This unique one-pot meal is perfect for company, but easy enough for a quiet night in. This is an ideal meal to cook a big batch of on Sunday night and then eat throughout the week.

  • Ingredients
  • 1 lb boneless, skinless chicken thighs, cut into 1” pieces $3
  • salt and pepper Pantry
  • 2 tbsp extra-virgin olive oil Pantry
  • 1 tsp cinnamon $1.50 for 1 oz.
  • 1 tsp paprika $1.50 for 1 oz.
  • 3 cloves garlic, chopped Pantry
  • 1 small piece ginger, peeled and minced $0.50
  • 3 tbsp brown sugar Pantry
  • 2 Meyer lemons, sliced $1.50
  • 1/2 cup plain yogurt $1.50 for 8 oz.
  • 4 cups fresh spinach, cleaned and dried $1
  • 1 12-oz. jar pitted Kalamata olives $2
  • 1/4 cup dried cranberries $2.50 for 12 oz.
  • 1 handful fresh cilantro leaves $1 for a bunch
  • 4 cups (cooked) Jasmine rice $2 for 16 oz.
Total Cost of Ingredients $17

Directions

Season chicken liberally with salt and pepper.

Heat olive oil in a large pot over medium heat.
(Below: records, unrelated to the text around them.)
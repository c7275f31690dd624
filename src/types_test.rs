use super::*;
use crate::scene::{SectorMetadata, SectorSceneBuilder};
use glam::DVec3;

#[test]
fn model_identifier_is_unique() {
  let a = ModelIdentifier::new();
  let b = ModelIdentifier::new();
  let c = ModelIdentifier::new();
  assert_ne!(a, b);
  assert_ne!(b, c);
  assert_ne!(a, c);
}

#[test]
fn sector_cost_adds_componentwise() {
  let a = SectorCost {
    download_size: 100,
    draw_calls: 3,
  };
  let b = SectorCost {
    download_size: 50,
    draw_calls: 2,
  };
  let sum = a + b;
  assert_eq!(sum.download_size, 150);
  assert_eq!(sum.draw_calls, 5);

  let mut acc = SectorCost::ZERO;
  acc += a;
  acc += b;
  assert_eq!(acc, sum);
}

#[test]
fn default_budget_is_the_documented_constant() {
  let budget = CadModelSectorBudget::default();
  assert_eq!(budget.geometry_download_size_bytes, 35 * 1024 * 1024);
  assert_eq!(budget.maximum_number_of_draw_calls, 2000);
  assert_eq!(budget.high_detail_proximity_threshold, 10.0);
}

#[test]
fn default_level_of_detail_is_discarded() {
  assert_eq!(LevelOfDetail::default(), LevelOfDetail::Discarded);
}

#[test]
fn forced_priority_detection() {
  let mut builder = SectorSceneBuilder::new();
  builder.add_root(SectorMetadata::new(crate::scene::Aabb3::new(
    DVec3::ZERO,
    DVec3::ONE,
  )));
  let scene = std::sync::Arc::new(builder.build());

  let wanted = WantedSector {
    model_identifier: ModelIdentifier::new(),
    model_base_url: String::new(),
    geometry_clip_box: None,
    level_of_detail: LevelOfDetail::Detailed,
    scene,
    sector_id: 0,
  };

  let forced = PrioritizedWantedSector {
    sector: wanted.clone(),
    priority: f64::INFINITY,
  };
  let ordinary = PrioritizedWantedSector {
    sector: wanted,
    priority: 12.5,
  };
  assert!(forced.is_forced());
  assert!(!ordinary.is_forced());
}

#[test]
fn discarded_consumed_sector_carries_no_geometry() {
  let mut builder = SectorSceneBuilder::new();
  builder.add_root(SectorMetadata::new(crate::scene::Aabb3::new(
    DVec3::ZERO,
    DVec3::ONE,
  )));
  let scene = std::sync::Arc::new(builder.build());

  let wanted = WantedSector {
    model_identifier: ModelIdentifier::new(),
    model_base_url: "https://example/model".to_owned(),
    geometry_clip_box: None,
    level_of_detail: LevelOfDetail::Detailed,
    scene,
    sector_id: 0,
  };

  let consumed = ConsumedSector::discarded(&wanted);
  assert_eq!(consumed.level_of_detail, LevelOfDetail::Discarded);
  assert_eq!(consumed.sector_id, wanted.sector_id);
  assert!(consumed.group.is_none());
  assert!(consumed.instanced_meshes.is_empty());
}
Add chicken and allow to brown lightly.

Stir in cinnamon, paprika, garlic, ginger and brown sugar. Add lemons, yogurt, Kalamata olives, yogurt, spinach and 2/3 cup water. Stir well. Cover and reduce heat to low. Cook 25-30 minutes, or until chicken is cooked through.
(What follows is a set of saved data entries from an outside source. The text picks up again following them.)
//! Configuration types.
//!
//! Everything is read from environment variables (optionally seeded from a
//! `.env` file by the binaries). Each config type has a `from_lookup`
//! constructor taking a key → value function so tests never touch the
//! process environment.

use std::net::SocketAddr;
use std::str::FromStr;
use std::time::Duration;

use crate::channels::telegram::TelegramConfig;
use crate::error::ConfigError;
use crate::llm::gemini::GeminiConfig;
use crate::mail::smtp::SmtpConfig;
use crate::storage::sheets::SheetsConfig;

/// Read a process environment variable.
pub fn env_lookup(key: &str) -> Option<String> {
    std::env::var(key).ok()
}

/// Fetch a non-blank value.
pub(crate) fn lookup_value<L>(lookup: &L, key: &str) -> Option<String>
where
    L: Fn(&str) -> Option<String>,
{
    lookup(key)
        .map(|v| v.trim().to_string())
        .filter(|v| !v.is_empty())
}

/// Fetch a value that must be present.
pub(crate) fn required<L>(lookup: &L, key: &str, hint: &str) -> Result<String, ConfigError>
where
    L: Fn(&str) -> Option<String>,
{
    lookup_value(lookup, key).ok_or_else(|| ConfigError::MissingRequired {
        key: key.to_string(),
        hint: hint.to_string(),
    })
}

/// Parse an optional value, falling back to `default` when unset.
pub(crate) fn parse_or<L, T>(lookup: &L, key: &str, default: T) -> Result<T, ConfigError>
where
    L: Fn(&str) -> Option<String>,
    T: FromStr,
    T::Err: std::fmt::Display,
{
    match lookup_value(lookup, key) {
        Some(raw) => raw.parse().map_err(|e: T::Err| ConfigError::InvalidValue {
            key: key.to_string(),
            message: format!("{raw:?}: {e}"),
        }),
        None => Ok(default),
    }
}

/// HTTP server and in-process queue settings.
#[derive(Debug, Clone)]
pub struct ServerConfig {
    /// Address the event stream server binds to.
    pub bind_addr: SocketAddr,
    /// Keep-alive interval on `/events`; also bounds disconnect detection.
    pub keep_alive: Duration,
    /// Per-subscriber buffer of the broadcast queue.
    pub broadcast_capacity: usize,
    /// Number of relay outcomes retained for `/relays`.
    pub history_capacity: usize,
    /// Delay before the listener re-subscribes after its stream ends.
    pub restart_delay: Duration,
}

impl Default for ServerConfig {
    fn default() -> Self {
        Self {
            bind_addr: SocketAddr::from(([127, 0, 0, 1], 8000)),
            keep_alive: Duration::from_secs(15),
            broadcast_capacity: 256,
            history_capacity: 100,
            restart_delay: Duration::from_secs(5),
        }
    }
}

impl ServerConfig {
    pub fn from_env() -> Result<Self, ConfigError> {
        Self::from_lookup(env_lookup)
    }

    pub fn from_lookup<L>(lookup: L) -> Result<Self, ConfigError>
    where
        L: Fn(&str) -> Option<String>,
    {
        let defaults = Self::default();

        let keep_alive_secs: u64 =
            parse_or(&lookup, "RELAY_KEEP_ALIVE_SECS", defaults.keep_alive.as_secs())?;
        if keep_alive_secs == 0 {
            return Err(ConfigError::InvalidValue {
                key: "RELAY_KEEP_ALIVE_SECS".into(),
                message: "must be at least 1".into(),
            });
        }

        let broadcast_capacity: usize =
            parse_or(&lookup, "RELAY_BROADCAST_CAPACITY", defaults.broadcast_capacity)?;
        if broadcast_capacity == 0 {
            return Err(ConfigError::InvalidValue {
                key: "RELAY_BROADCAST_CAPACITY".into(),
                message: "must be at least 1".into(),
            });
        }

        Ok(Self {
            bind_addr: parse_or(&lookup, "RELAY_HTTP_ADDR", defaults.bind_addr)?,
            keep_alive: Duration::from_secs(keep_alive_secs),
            broadcast_capacity,
            history_capacity: parse_or(
                &lookup,
                "RELAY_HISTORY_CAPACITY",
                defaults.history_capacity,
            )?,
            restart_delay: Duration::from_secs(parse_or(
                &lookup,
                "RELAY_RESTART_DELAY_SECS",
                defaults.restart_delay.as_secs(),
            )?),
        })
    }
}

/// Full configuration of the relay service.
///
/// The Telegram settings are mandatory and fail startup when absent. The
/// backend settings are per-operation: a missing credential only fails the
/// relay step that needs it.
#[derive(Debug, Clone)]
pub struct RelayConfig {
    pub telegram: TelegramConfig,
    pub gemini: GeminiConfig,
    pub sheets: SheetsConfig,
    pub smtp: SmtpConfig,
    pub server: ServerConfig,
}

impl RelayConfig {
    pub fn from_env() -> Result<Self, ConfigError> {
        Self::from_lookup(env_lookup)
    }

    pub fn from_lookup<L>(lookup: L) -> Result<Self, ConfigError>
    where
        L: Fn(&str) -> Option<String>,
    {
        Ok(Self {
            telegram: TelegramConfig::from_lookup(&lookup)?,
            gemini: GeminiConfig::from_lookup(&lookup)?,
            sheets: SheetsConfig::from_lookup(&lookup)?,
            smtp: SmtpConfig::from_lookup(&lookup)?,
            server: ServerConfig::from_lookup(&lookup)?,
        })
    }
}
Remove 1/3 mixture and transfer to a food processor. Pulse once or twice, just to lightly shred mixture (this can also be done with an immersion blender directly in the pot). Return to pot and stir well. Cook for 5 more minutes.

While chicken cooks, cook rice according to package directions.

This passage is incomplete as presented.